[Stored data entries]
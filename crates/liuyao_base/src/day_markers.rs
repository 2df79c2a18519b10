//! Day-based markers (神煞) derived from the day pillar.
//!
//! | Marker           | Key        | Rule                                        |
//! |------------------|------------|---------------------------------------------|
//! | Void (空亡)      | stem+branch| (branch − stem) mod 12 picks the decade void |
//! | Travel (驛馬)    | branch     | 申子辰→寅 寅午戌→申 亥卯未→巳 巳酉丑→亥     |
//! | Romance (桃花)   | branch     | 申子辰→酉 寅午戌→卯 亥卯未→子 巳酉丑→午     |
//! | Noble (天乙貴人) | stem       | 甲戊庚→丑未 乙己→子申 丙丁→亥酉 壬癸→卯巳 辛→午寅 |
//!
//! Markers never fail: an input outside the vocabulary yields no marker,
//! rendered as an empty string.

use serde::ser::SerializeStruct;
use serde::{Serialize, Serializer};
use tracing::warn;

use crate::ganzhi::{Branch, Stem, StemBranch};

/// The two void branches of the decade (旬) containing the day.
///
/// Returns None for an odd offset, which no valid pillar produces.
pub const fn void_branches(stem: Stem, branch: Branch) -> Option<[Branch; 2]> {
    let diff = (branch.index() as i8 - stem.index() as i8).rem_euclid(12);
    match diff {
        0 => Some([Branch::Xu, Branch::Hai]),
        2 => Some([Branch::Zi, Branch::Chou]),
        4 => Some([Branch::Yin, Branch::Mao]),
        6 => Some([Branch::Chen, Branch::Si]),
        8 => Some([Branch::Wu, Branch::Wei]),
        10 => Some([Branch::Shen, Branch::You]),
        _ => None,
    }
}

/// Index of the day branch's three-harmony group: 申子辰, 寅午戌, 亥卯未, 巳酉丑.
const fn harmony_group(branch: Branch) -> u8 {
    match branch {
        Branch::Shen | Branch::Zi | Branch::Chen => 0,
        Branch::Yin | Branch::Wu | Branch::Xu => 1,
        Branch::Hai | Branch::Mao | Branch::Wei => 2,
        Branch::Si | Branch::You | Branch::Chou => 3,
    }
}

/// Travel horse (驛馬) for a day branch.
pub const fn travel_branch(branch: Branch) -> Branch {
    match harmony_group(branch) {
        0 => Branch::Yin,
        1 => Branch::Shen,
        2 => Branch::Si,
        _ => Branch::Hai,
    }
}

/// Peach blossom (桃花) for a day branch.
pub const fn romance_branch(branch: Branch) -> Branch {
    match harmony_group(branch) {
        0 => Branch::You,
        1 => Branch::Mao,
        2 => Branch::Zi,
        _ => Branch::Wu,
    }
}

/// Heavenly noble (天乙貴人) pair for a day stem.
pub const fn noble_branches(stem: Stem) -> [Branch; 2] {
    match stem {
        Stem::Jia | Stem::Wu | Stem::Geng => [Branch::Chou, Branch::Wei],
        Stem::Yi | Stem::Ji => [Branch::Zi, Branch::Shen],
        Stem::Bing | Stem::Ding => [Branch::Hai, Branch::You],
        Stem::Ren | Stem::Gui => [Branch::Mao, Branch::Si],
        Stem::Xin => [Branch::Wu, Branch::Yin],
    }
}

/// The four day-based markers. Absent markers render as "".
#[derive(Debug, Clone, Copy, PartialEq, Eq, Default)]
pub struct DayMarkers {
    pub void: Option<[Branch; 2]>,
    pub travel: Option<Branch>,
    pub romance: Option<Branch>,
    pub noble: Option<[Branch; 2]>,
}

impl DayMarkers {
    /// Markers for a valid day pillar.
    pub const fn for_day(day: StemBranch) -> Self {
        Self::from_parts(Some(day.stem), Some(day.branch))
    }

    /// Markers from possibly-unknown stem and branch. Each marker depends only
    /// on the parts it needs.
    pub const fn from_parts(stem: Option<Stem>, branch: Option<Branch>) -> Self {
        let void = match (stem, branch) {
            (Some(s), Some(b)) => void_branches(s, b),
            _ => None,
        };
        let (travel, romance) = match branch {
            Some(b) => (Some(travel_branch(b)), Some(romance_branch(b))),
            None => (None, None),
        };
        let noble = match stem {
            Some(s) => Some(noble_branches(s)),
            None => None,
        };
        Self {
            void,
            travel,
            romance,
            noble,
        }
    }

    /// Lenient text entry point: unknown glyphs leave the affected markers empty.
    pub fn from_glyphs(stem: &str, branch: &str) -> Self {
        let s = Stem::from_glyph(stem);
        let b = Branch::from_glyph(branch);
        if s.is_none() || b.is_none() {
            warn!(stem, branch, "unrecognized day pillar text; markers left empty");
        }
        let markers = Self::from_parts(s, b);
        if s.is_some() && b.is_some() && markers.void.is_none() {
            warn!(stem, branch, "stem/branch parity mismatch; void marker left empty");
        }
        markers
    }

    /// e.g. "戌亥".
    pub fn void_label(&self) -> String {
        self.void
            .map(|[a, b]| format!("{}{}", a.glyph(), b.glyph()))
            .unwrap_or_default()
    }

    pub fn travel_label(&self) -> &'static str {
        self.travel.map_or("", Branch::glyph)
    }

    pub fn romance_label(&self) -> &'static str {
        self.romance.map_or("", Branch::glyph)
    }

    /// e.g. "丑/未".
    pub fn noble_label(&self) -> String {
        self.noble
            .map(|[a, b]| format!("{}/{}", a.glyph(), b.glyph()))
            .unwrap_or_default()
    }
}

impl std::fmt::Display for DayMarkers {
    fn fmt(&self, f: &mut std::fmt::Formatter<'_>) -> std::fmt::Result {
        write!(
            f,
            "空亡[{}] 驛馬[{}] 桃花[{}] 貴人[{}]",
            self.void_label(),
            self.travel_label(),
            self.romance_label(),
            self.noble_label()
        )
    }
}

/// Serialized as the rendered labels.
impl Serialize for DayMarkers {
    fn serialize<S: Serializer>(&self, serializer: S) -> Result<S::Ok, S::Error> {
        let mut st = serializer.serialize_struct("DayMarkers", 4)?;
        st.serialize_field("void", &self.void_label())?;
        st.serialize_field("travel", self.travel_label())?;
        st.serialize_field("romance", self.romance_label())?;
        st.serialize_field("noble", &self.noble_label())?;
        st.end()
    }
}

---

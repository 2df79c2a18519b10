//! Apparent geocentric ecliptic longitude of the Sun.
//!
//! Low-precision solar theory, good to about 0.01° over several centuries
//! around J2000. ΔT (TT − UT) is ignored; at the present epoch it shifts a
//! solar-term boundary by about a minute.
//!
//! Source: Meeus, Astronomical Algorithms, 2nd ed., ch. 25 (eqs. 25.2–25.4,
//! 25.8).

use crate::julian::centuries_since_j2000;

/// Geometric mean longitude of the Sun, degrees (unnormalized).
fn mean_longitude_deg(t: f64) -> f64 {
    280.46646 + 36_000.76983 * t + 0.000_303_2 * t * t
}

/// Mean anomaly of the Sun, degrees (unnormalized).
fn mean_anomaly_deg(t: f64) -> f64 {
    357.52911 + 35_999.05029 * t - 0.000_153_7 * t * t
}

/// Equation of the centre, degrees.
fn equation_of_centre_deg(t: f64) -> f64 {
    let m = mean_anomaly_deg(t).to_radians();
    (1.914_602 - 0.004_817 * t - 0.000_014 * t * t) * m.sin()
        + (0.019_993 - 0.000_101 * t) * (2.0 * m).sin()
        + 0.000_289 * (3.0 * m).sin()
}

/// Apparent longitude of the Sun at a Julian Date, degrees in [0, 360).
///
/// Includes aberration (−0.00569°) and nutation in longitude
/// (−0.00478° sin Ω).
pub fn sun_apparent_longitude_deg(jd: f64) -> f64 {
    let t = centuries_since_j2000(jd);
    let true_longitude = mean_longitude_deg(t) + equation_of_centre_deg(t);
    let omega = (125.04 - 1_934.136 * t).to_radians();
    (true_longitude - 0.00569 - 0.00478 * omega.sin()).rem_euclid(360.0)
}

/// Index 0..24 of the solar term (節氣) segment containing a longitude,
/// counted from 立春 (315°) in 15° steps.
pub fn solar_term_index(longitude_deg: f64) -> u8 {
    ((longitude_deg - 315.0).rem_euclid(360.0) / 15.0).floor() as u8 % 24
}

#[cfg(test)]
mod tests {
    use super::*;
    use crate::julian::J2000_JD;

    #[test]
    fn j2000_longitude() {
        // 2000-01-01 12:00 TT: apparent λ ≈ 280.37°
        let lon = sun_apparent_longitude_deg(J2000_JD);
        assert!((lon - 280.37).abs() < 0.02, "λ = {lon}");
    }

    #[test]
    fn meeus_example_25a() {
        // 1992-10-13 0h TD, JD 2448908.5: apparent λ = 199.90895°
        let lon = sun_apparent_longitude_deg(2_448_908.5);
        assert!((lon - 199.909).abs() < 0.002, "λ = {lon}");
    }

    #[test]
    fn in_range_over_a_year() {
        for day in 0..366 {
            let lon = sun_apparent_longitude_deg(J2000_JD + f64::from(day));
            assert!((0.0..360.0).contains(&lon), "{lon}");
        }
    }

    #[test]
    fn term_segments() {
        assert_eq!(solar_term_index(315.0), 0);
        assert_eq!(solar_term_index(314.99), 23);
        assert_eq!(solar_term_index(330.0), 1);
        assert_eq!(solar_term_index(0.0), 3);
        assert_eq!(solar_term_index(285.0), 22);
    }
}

PROBLEM TO WORK ON: Where the word "based" occurs in a line of the records, copy that line.

YOUR RESPONSE:
//! Day-based markers (神煞) derived from the day pillar.
/// The four day-based markers. Absent markers render as "".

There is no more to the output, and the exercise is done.